UNDER ARIZONA RULE OF THE SUPREME COURT 111(c), THIS DECISION IS NOT PRECEDENTIAL
AND MAY BE CITED ONLY AS AUTHORIZED BY RULE.
IN THE
ARIZONA COURT OF APPEALS
DIVISION ONE
STATE OF ARIZONA, Appellee,
v.
IVAN ALVARADO, Appellant.
No. 1 CA-CR 14-0801
FILED 6-23-2015
Appeal from the Superior Court in Yavapai County
No. V1300CR820060768
The Honorable Michael R. Bluff, Judge
AFFIRMED AS MODIFIED
COUNSEL
Arizona Attorney General’s Office, Phoenix
By Joseph T. Maziarz
Counsel for Appellee
C. Kenneth Ray, II PC, Prescott
By C. Kenneth Ray, II
Counsel for Appellant
STATE v. ALVARADO
Decision of the Court
MEMORANDUM DECISION
Judge Andrew W. Gould delivered the decision of the Court, in which
Presiding Judge Randall M. Howe and Judge Peter B. Swann joined.
G O U L D, Judge:
¶1 Ivan Alvarado (“Defendant”) appeals from his sentence to
11.25 years’ imprisonment for one count of promoting prison contraband,
a class two felony. Defendant’s counsel filed a brief in accordance with
Anders v. California, 386 U.S. 738 (1967), and State v. Leon, 104 Ariz. 297
(1969), advising this Court that after a search of the entire appellate record,
no arguable ground exists for reversal. Defendant was granted leave to file
a supplemental brief in propria persona, and did not do so.

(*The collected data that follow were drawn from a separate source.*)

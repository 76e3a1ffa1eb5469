//! Relay router: fans alignment events out to every eligible document.
//!
//! Holds no alignment state. Each frame is validated, then delivered to each
//! destination independently; a failed destination is logged and skipped.

use std::sync::Arc;

use bytes::Bytes;
use tokio_util::sync::CancellationToken;
use tracing::{debug, info};

use crate::config::RelayConfig;
use crate::monitor::BADGE_OFF;
use crate::protocol::{self, AlignmentEvent, RELAY_CHANNEL};
use crate::runtime::{Documents, Hub, Port};

/// Outcome of one broadcast, for diagnostics only.
#[derive(Debug, Clone, Copy, PartialEq, Eq, Default)]
pub struct BroadcastReport {
    pub targets: usize,
    pub delivered: usize,
}

#[derive(Clone)]
pub struct RelayRouter {
    documents: Documents,
    schemes: Arc<[String]>,
}

impl RelayRouter {
    pub fn new(documents: Documents, config: &RelayConfig) -> Self {
        Self {
            documents,
            schemes: config.url_schemes.clone().into(),
        }
    }

    /// Deliver `frame` to every open document in scope.
    pub fn broadcast(&self, frame: &Bytes) -> BroadcastReport {
        let targets = self.documents.query(&self.schemes);
        let mut report = BroadcastReport {
            targets: targets.len(),
            delivered: 0,
        };
        for id in targets {
            match self.documents.send_message(id, frame.clone()) {
                Ok(()) => report.delivered += 1,
                Err(e) => debug!(document = id, "delivery skipped: {e:#}"),
            }
        }
        report
    }

    /// Accept monitoring loops on the relay channel until `shutdown`.
    pub async fn run(self, hub: Hub, shutdown: CancellationToken) {
        hub.set_badge_text(BADGE_OFF);
        let mut listener = hub.listen(RELAY_CHANNEL);
        info!(channel = RELAY_CHANNEL, schemes = ?self.schemes, "relay router listening");

        loop {
            tokio::select! {
                _ = shutdown.cancelled() => break,
                accepted = listener.accept() => {
                    let Some(port) = accepted else { break };
                    debug!("monitoring loop connected");
                    tokio::spawn(self.clone().serve(port, shutdown.clone()));
                }
            }
        }
        info!("relay router stopped");
    }

    async fn serve(self, mut port: Port, shutdown: CancellationToken) {
        loop {
            let frame = tokio::select! {
                _ = shutdown.cancelled() => break,
                frame = port.recv() => match frame {
                    Some(frame) => frame,
                    None => break,
                },
            };
            if let Err(e) = protocol::decode::<AlignmentEvent>(&frame) {
                debug!("dropping relay frame: {e:#}");
                continue;
            }
            let report = self.broadcast(&frame);
            debug!(targets = report.targets, delivered = report.delivered, "event relayed");
        }
        debug!("relay port closed");
    }
}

¶2 Our obligation in this appeal is to review “the entire record
for reversible error.” State v. Clark, 196 Ariz. 530, 537, ¶ 30 (App. 1999). We
have jurisdiction pursuant to Article 6, Section 9, of the Arizona
Constitution and Arizona Revised Statutes (“A.R.S.”) sections 12-
120.21(A)(1), 13-4031 and 13-4033(A)(1) (West 2015).1 Finding no reversible
error, we affirm.
FACTS AND PROCEDURAL HISTORY2
¶3 A jury found Defendant guilty of possession of marijuana,
possession of drug paraphernalia, and promoting prison contraband.
Defendant moved for acquittal on the charge of promoting prison
contraband; he argued he did not “voluntarily” introduce marijuana into
the jail because he was transported there in custody. The court granted
Defendant’s motion and entered a judgment of acquittal on the count of
1 Unless otherwise specified, we cite to the current version of the
applicable statutes because no revisions material to this decision have
occurred.
2 We view the evidence in the light most favorable to sustaining the
convictions and resulting sentences. See State v. Guerra, 161 Ariz. 289, 293
(1989).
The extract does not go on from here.